## EXERCISE OBJECTIVE
Search the entries for the word "RequestId" and pull out each line that has it.

[Stored data entries]
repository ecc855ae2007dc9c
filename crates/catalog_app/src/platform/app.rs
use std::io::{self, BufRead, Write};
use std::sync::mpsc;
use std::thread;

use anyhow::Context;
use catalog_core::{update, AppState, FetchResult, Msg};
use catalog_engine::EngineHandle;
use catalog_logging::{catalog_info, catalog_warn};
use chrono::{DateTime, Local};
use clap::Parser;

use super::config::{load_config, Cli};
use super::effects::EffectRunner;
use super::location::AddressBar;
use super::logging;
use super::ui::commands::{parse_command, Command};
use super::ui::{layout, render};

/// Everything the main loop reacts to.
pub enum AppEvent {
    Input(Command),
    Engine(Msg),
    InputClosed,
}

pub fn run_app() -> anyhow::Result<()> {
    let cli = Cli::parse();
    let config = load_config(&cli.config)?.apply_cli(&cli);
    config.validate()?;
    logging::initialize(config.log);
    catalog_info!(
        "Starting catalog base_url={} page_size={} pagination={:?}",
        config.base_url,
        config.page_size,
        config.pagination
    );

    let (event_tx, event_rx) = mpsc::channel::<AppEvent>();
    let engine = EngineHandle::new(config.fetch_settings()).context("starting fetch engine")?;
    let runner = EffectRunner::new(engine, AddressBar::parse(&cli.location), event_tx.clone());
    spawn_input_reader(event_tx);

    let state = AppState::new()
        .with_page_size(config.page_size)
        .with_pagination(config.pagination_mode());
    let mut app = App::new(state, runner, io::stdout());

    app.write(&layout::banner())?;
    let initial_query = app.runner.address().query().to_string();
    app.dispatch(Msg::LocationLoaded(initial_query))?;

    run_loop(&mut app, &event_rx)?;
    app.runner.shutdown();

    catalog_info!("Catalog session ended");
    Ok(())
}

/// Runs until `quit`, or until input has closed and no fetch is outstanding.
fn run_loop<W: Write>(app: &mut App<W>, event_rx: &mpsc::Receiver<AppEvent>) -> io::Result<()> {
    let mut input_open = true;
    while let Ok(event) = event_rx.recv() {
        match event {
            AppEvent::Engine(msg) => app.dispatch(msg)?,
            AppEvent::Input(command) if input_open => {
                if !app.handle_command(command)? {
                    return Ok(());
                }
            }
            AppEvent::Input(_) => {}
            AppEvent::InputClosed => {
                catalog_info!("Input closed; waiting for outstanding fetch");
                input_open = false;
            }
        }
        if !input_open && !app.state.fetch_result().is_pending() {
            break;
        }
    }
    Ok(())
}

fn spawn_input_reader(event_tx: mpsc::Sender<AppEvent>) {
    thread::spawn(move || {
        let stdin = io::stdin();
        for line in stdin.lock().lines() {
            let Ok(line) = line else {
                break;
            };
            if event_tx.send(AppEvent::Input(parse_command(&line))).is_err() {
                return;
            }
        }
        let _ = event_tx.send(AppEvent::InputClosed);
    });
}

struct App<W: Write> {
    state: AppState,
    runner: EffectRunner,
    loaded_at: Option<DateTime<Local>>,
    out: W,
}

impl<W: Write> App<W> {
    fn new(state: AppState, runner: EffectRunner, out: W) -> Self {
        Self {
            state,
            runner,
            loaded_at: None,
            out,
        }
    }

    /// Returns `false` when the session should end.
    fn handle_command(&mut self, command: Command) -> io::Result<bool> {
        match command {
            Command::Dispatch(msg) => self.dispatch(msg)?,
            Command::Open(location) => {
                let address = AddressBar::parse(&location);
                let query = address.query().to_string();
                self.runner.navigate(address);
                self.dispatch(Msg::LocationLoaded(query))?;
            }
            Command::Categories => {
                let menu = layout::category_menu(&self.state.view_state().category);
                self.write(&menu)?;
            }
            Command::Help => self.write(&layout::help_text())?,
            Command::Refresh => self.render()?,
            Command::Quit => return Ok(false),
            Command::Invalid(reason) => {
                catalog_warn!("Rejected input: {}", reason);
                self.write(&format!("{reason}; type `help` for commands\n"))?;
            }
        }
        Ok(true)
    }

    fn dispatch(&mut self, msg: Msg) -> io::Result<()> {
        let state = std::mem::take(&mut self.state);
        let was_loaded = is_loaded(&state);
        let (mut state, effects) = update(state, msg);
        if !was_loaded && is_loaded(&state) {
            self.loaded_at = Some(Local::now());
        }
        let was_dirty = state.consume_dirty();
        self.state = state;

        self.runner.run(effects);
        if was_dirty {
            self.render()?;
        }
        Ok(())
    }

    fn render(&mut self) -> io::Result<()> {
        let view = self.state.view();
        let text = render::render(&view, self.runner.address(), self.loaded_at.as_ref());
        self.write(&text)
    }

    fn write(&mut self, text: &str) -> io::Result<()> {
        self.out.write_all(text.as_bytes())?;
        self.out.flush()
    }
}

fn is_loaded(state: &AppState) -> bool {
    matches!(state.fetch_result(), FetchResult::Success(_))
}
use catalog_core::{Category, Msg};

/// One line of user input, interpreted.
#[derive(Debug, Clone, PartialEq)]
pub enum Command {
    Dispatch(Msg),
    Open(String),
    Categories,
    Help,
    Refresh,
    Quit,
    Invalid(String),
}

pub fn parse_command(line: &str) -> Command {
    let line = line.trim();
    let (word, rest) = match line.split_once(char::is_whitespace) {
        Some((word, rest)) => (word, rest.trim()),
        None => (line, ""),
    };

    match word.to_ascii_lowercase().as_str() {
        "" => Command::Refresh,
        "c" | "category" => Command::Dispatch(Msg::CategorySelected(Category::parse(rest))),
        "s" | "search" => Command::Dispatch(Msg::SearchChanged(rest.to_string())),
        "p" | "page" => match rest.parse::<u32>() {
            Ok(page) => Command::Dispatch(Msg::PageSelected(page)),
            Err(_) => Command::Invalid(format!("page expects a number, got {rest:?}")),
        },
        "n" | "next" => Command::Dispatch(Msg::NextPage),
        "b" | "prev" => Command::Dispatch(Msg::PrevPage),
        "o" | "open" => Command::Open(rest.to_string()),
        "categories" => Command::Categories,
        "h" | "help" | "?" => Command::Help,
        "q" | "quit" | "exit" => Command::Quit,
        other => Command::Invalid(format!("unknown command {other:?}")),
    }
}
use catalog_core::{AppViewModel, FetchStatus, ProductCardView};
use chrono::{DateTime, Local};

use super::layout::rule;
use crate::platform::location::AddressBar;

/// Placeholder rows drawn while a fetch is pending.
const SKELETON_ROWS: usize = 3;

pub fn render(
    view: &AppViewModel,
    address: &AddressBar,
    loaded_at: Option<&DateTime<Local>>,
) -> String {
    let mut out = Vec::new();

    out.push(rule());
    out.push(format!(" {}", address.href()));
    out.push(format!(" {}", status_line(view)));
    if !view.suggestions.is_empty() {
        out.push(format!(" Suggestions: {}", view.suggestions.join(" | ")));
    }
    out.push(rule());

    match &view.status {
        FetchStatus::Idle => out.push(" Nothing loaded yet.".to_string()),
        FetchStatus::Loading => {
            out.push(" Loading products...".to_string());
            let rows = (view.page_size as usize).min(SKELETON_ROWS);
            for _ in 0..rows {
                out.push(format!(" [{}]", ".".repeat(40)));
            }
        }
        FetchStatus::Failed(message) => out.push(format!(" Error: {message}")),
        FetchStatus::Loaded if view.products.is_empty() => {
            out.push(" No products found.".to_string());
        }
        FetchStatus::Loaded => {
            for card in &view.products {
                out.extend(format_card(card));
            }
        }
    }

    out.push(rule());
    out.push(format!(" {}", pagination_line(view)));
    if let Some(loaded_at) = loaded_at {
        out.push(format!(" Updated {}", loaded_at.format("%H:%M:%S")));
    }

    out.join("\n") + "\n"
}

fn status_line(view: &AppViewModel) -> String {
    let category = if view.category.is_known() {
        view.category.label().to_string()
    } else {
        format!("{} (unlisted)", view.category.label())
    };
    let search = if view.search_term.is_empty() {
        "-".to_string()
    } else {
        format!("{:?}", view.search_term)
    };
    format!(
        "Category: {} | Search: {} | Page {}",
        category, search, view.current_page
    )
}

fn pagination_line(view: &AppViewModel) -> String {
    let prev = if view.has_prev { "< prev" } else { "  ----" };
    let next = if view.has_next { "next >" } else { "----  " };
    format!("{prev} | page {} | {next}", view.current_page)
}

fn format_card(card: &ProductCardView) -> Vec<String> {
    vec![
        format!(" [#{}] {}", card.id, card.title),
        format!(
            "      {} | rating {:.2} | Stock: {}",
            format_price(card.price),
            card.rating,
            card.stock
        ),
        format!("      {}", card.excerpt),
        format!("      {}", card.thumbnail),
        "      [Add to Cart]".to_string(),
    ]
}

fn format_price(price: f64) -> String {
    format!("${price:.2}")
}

---

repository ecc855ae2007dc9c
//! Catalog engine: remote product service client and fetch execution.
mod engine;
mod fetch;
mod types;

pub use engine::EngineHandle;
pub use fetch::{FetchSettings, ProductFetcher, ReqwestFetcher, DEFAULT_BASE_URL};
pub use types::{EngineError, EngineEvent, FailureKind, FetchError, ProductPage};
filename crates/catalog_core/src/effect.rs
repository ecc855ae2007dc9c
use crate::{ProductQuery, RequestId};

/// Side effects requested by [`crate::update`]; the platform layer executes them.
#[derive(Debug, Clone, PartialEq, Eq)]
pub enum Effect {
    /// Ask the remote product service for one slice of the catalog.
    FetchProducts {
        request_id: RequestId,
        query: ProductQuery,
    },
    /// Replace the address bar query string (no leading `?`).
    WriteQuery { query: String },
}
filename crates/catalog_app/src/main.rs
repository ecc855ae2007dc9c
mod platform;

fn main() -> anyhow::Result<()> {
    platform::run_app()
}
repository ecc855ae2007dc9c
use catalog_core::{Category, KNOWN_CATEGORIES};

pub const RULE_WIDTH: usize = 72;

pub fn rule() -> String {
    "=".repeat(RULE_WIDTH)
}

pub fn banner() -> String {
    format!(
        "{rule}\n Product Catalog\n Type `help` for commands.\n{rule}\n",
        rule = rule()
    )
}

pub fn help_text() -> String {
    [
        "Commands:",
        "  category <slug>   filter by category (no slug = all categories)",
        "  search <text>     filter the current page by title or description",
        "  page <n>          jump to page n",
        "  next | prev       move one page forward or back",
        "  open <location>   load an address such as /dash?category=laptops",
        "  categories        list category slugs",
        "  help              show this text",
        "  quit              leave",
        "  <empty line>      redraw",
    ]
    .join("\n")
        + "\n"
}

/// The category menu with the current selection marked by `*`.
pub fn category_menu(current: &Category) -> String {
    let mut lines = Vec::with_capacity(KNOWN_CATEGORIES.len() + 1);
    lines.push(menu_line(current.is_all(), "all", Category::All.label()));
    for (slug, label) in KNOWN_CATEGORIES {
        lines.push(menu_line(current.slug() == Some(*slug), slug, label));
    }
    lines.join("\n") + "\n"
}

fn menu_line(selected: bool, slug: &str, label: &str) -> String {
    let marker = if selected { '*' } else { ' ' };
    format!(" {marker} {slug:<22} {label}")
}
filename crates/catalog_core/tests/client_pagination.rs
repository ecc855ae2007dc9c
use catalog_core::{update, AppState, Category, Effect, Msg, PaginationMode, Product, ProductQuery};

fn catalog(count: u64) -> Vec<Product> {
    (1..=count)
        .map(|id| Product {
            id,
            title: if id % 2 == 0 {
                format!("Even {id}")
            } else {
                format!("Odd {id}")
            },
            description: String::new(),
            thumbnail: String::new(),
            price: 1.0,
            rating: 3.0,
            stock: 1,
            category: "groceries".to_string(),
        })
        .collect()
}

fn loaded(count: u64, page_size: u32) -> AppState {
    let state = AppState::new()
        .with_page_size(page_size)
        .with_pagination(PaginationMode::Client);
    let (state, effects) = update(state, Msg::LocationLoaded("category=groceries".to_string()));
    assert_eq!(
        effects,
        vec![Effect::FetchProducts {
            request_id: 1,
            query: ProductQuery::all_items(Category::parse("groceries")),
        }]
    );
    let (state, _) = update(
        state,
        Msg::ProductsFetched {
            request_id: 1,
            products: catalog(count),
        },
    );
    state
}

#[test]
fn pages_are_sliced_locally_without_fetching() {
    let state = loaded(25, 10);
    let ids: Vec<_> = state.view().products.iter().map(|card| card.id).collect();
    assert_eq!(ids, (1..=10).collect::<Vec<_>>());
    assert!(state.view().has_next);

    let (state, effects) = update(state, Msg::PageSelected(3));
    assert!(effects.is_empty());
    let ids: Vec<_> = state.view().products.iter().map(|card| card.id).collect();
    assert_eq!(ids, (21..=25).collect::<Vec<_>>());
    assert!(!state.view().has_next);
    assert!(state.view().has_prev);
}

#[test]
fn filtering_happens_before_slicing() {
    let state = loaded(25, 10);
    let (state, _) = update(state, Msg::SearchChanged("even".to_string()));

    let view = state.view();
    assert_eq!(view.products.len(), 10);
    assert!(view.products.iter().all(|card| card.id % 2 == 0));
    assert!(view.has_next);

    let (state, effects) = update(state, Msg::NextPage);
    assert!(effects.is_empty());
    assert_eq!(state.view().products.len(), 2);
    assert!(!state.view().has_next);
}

---

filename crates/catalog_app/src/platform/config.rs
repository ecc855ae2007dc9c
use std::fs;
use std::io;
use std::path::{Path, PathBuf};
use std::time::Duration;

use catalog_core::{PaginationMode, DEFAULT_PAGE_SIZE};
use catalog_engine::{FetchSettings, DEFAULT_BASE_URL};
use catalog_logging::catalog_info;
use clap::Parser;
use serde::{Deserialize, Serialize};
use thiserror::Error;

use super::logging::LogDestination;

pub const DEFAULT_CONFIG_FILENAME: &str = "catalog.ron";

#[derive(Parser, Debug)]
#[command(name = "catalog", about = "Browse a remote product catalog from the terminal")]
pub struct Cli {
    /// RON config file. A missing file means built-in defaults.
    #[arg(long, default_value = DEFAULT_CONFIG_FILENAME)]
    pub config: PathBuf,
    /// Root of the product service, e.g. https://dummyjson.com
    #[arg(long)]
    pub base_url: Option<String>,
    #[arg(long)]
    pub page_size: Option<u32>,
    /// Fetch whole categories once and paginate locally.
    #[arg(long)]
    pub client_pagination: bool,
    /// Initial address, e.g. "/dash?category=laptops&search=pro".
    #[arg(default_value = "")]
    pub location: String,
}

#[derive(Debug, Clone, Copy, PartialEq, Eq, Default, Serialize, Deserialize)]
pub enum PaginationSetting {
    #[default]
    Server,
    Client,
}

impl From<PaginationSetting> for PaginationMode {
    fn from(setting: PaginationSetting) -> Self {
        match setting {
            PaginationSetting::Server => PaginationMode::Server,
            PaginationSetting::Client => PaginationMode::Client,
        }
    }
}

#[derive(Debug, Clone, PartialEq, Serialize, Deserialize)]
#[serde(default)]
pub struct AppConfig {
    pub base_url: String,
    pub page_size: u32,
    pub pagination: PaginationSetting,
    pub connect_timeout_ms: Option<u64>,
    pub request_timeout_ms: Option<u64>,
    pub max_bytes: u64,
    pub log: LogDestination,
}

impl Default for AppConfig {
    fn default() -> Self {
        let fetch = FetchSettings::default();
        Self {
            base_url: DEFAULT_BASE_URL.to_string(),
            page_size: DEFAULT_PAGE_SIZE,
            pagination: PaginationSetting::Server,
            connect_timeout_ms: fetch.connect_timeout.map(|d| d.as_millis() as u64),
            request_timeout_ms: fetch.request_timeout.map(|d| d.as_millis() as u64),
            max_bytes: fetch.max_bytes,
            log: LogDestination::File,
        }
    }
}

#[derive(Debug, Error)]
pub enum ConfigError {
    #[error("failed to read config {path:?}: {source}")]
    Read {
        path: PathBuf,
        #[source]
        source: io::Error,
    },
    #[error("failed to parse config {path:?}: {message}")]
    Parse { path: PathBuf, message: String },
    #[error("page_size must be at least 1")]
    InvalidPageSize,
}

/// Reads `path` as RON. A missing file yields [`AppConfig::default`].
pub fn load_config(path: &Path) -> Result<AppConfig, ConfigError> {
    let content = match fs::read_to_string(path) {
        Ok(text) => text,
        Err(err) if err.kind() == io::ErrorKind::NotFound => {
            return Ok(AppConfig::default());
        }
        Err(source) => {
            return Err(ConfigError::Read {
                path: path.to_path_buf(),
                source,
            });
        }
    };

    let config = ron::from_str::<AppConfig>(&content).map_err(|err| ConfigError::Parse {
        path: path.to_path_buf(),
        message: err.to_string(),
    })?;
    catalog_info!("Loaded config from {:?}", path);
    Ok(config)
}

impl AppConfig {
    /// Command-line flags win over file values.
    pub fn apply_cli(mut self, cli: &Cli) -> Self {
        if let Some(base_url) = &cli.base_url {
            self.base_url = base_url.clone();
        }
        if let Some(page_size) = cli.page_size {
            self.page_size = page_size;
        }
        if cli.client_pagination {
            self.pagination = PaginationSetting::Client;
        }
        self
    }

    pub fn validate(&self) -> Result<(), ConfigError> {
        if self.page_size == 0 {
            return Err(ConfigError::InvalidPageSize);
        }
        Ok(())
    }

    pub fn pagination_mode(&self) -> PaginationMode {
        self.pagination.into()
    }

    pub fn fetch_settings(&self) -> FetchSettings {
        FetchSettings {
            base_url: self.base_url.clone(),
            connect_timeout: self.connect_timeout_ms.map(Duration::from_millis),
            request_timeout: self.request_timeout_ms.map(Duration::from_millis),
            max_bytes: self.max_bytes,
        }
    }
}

## RESULT BELOW
use crate::{ProductQuery, RequestId};
        request_id: RequestId,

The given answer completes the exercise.